» Your instructions
Write each entry out again, exactly as it is written.

» Entries shown

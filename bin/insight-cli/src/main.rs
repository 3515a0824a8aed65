// SPDX-License-Identifier: AGPL-3.0-only
// Copyright (C) 2024 Jonathan Lee
// This program is free software: you can redistribute it and/or modify
// it under the terms of the GNU Affero General Public License version 3
// as published by the Free Software Foundation.
// This program is distributed in the hope that it will be useful,
// but WITHOUT ANY WARRANTY; without even the implied warranty of
// MERCHANTABILITY or FITNESS FOR A PARTICULAR PURPOSE.
// See the GNU Affero General Public License for more details.
// You should have received a copy of the GNU Affero General Public License
// along with this program. If not, see https://www.gnu.org/licenses/.

use anyhow::{Context, Result};
use clap::Parser;
use conductor::{AnalyticsConfig, AnalyticsResponse, Orchestrator};
use std::fs;
use std::path::{Path, PathBuf};
use tally::sample::sales_dataset;
use tally::{AnalysisPayload, Dataset, VISUALIZATION_KEY};
use tracing::{info, warn};

mod report;

const DEFAULT_QUERIES: [&str; 4] = [
    "Analyze sales trends over time",
    "What are the correlations between different metrics?",
    "Compare performance by region",
    "Detect any anomalies in the sales data",
];

#[derive(Parser, Debug, Clone)]
#[command(
    name = "insight-cli",
    about = "Answer analytical questions about a table and remember past analyses"
)]
struct Cli {
    /// TOML configuration; defaults to config/analytics.toml when present.
    #[arg(long)]
    config: Option<PathBuf>,

    /// CSV or JSON table. A synthetic sales table is generated when omitted.
    #[arg(long)]
    data: Option<PathBuf>,

    /// Query to run; repeat for several. Runs the demo queries when omitted.
    #[arg(long = "query", value_name = "TEXT")]
    queries: Vec<String>,

    #[arg(long)]
    memory_file: Option<PathBuf>,

    #[arg(long)]
    max_size: Option<usize>,

    #[arg(long, default_value_t = 1000)]
    rows: usize,

    #[arg(long, default_value_t = 42)]
    seed: u64,

    /// Directory that receives one JSON render-spec per chart.
    #[arg(long)]
    figures_dir: Option<PathBuf>,

    /// Print each response as JSON instead of the text report.
    #[arg(long)]
    json: bool,
}

fn main() -> Result<()> {
    let _ = dotenvy::dotenv();
    tracing_subscriber::fmt()
        .with_env_filter(tracing_subscriber::EnvFilter::from_default_env())
        .with_target(false)
        .init();
    let cli = Cli::parse();

    let config = load_config(&cli)?;
    let dataset = load_dataset(&cli)?;
    let mut memory = config.open_memory().context("opening memory store")?;
    let orchestrator = Orchestrator::new(&config);

    let queries: Vec<String> = if cli.queries.is_empty() {
        DEFAULT_QUERIES.iter().map(|q| q.to_string()).collect()
    } else {
        cli.queries.clone()
    };

    if !cli.json {
        println!("{}", report::banner("🎯 RUNNING AGENTIC ANALYTICS"));
    }
    for (i, query) in queries.iter().enumerate() {
        let response = orchestrator.process(query, &dataset, &mut memory);
        if cli.json {
            println!("{}", serde_json::to_string_pretty(&response)?);
        } else {
            println!("\n\nQUERY {}/{}", i + 1, queries.len());
            println!("{}", report::response(&response));
        }
        if let Some(dir) = &cli.figures_dir {
            save_figure(dir, i + 1, &response)?;
        }
    }

    if !cli.json {
        let stats = memory.statistics(config.memory.recent_queries);
        println!("\n\n{}", report::statistics(&stats));
        println!("✅ Agentic Analytics Complete!");
    }
    Ok(())
}

/// File config, then `ANALYTICS_*` variables, then flags.
fn load_config(cli: &Cli) -> Result<AnalyticsConfig> {
    let config = match &cli.config {
        Some(path) => AnalyticsConfig::load_from_file(path)
            .with_context(|| format!("loading config {}", path.display()))?,
        None => AnalyticsConfig::load_or_default(),
    };
    let mut config = config.with_env_overrides();
    if let Some(path) = &cli.memory_file {
        config.memory.path = path.clone();
    }
    if let Some(max_size) = cli.max_size {
        config.memory.max_size = max_size;
    }
    Ok(config)
}

fn load_dataset(cli: &Cli) -> Result<Dataset> {
    let dataset = match &cli.data {
        Some(path) => Dataset::from_path(path)
            .with_context(|| format!("loading dataset {}", path.display()))?,
        None => sales_dataset(cli.rows, cli.seed).context("generating sample data")?,
    };
    info!(
        rows = dataset.height(),
        columns = dataset.width(),
        "Dataset ready"
    );
    if !cli.json {
        println!(
            "✅ Loaded dataset with {} rows and {} columns",
            dataset.height(),
            dataset.width()
        );
        println!("   Columns: {}", dataset.column_names().join(", "));
    }
    Ok(dataset)
}

fn save_figure(dir: &Path, index: usize, response: &AnalyticsResponse) -> Result<()> {
    let Some(outcome) = response.analysis_results.get(VISUALIZATION_KEY) else {
        return Ok(());
    };
    match outcome.payload() {
        Some(AnalysisPayload::Visualization(report)) => {
            fs::create_dir_all(dir).with_context(|| format!("creating {}", dir.display()))?;
            let path = dir.join(format!("query_{index}_{}.json", report.viz_type));
            report.figure.save_json(&path)?;
            info!(path = %path.display(), "Figure written");
        }
        _ => warn!(
            error = outcome.error_message().unwrap_or_default(),
            "Visualization failed; no figure written"
        ),
    }
    Ok(())
}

» Expected answer
filename bin/insight-cli/src/main.rs
repository 3515a0824a8aed65
// SPDX-License-Identifier: AGPL-3.0-only
// Copyright (C) 2024 Jonathan Lee
// This program is free software: you can redistribute it and/or modify
// it under the terms of the GNU Affero General Public License version 3
// as published by the Free Software Foundation.
// This program is distributed in the hope that it will be useful,
// but WITHOUT ANY WARRANTY; without even the implied warranty of
// MERCHANTABILITY or FITNESS FOR A PARTICULAR PURPOSE.
// See the GNU Affero General Public License for more details.
// You should have received a copy of the GNU Affero General Public License
// along with this program. If not, see https://www.gnu.org/licenses/.

use anyhow::{Context, Result};
use clap::Parser;
use conductor::{AnalyticsConfig, AnalyticsResponse, Orchestrator};
use std::fs;
use std::path::{Path, PathBuf};
use tally::sample::sales_dataset;
use tally::{AnalysisPayload, Dataset, VISUALIZATION_KEY};
use tracing::{info, warn};

mod report;

const DEFAULT_QUERIES: [&str; 4] = [
    "Analyze sales trends over time",
    "What are the correlations between different metrics?",
    "Compare performance by region",
    "Detect any anomalies in the sales data",
];

#[derive(Parser, Debug, Clone)]
#[command(
    name = "insight-cli",
    about = "Answer analytical questions about a table and remember past analyses"
)]
struct Cli {
    /// TOML configuration; defaults to config/analytics.toml when present.
    #[arg(long)]
    config: Option<PathBuf>,

    /// CSV or JSON table. A synthetic sales table is generated when omitted.
    #[arg(long)]
    data: Option<PathBuf>,

    /// Query to run; repeat for several. Runs the demo queries when omitted.
    #[arg(long = "query", value_name = "TEXT")]
    queries: Vec<String>,

    #[arg(long)]
    memory_file: Option<PathBuf>,

    #[arg(long)]
    max_size: Option<usize>,

    #[arg(long, default_value_t = 1000)]
    rows: usize,

    #[arg(long, default_value_t = 42)]
    seed: u64,

    /// Directory that receives one JSON render-spec per chart.
    #[arg(long)]
    figures_dir: Option<PathBuf>,

    /// Print each response as JSON instead of the text report.
    #[arg(long)]
    json: bool,
}

fn main() -> Result<()> {
    let _ = dotenvy::dotenv();
    tracing_subscriber::fmt()
        .with_env_filter(tracing_subscriber::EnvFilter::from_default_env())
        .with_target(false)
        .init();
    let cli = Cli::parse();

    let config = load_config(&cli)?;
    let dataset = load_dataset(&cli)?;
    let mut memory = config.open_memory().context("opening memory store")?;
    let orchestrator = Orchestrator::new(&config);

    let queries: Vec<String> = if cli.queries.is_empty() {
        DEFAULT_QUERIES.iter().map(|q| q.to_string()).collect()
    } else {
        cli.queries.clone()
    };

    if !cli.json {
        println!("{}", report::banner("🎯 RUNNING AGENTIC ANALYTICS"));
    }
    for (i, query) in queries.iter().enumerate() {
        let response = orchestrator.process(query, &dataset, &mut memory);
        if cli.json {
            println!("{}", serde_json::to_string_pretty(&response)?);
        } else {
            println!("\n\nQUERY {}/{}", i + 1, queries.len());
            println!("{}", report::response(&response));
        }
        if let Some(dir) = &cli.figures_dir {
            save_figure(dir, i + 1, &response)?;
        }
    }

    if !cli.json {
        let stats = memory.statistics(config.memory.recent_queries);
        println!("\n\n{}", report::statistics(&stats));
        println!("✅ Agentic Analytics Complete!");
    }
    Ok(())
}

/// File config, then `ANALYTICS_*` variables, then flags.
fn load_config(cli: &Cli) -> Result<AnalyticsConfig> {
    let config = match &cli.config {
        Some(path) => AnalyticsConfig::load_from_file(path)
            .with_context(|| format!("loading config {}", path.display()))?,
        None => AnalyticsConfig::load_or_default(),
    };
    let mut config = config.with_env_overrides();
    if let Some(path) = &cli.memory_file {
        config.memory.path = path.clone();
    }
    if let Some(max_size) = cli.max_size {
        config.memory.max_size = max_size;
    }
    Ok(config)
}

fn load_dataset(cli: &Cli) -> Result<Dataset> {
    let dataset = match &cli.data {
        Some(path) => Dataset::from_path(path)
            .with_context(|| format!("loading dataset {}", path.display()))?,
        None => sales_dataset(cli.rows, cli.seed).context("generating sample data")?,
    };
    info!(
        rows = dataset.height(),
        columns = dataset.width(),
        "Dataset ready"
    );
    if !cli.json {
        println!(
            "✅ Loaded dataset with {} rows and {} columns",
            dataset.height(),
            dataset.width()
        );
        println!("   Columns: {}", dataset.column_names().join(", "));
    }
    Ok(dataset)
}

fn save_figure(dir: &Path, index: usize, response: &AnalyticsResponse) -> Result<()> {
    let Some(outcome) = response.analysis_results.get(VISUALIZATION_KEY) else {
        return Ok(());
    };
    match outcome.payload() {
        Some(AnalysisPayload::Visualization(report)) => {
            fs::create_dir_all(dir).with_context(|| format!("creating {}", dir.display()))?;
            let path = dir.join(format!("query_{index}_{}.json", report.viz_type));
            report.figure.save_json(&path)?;
            info!(path = %path.display(), "Figure written");
        }
        _ => warn!(
            error = outcome.error_message().unwrap_or_default(),
            "Visualization failed; no figure written"
        ),
    }
    Ok(())
}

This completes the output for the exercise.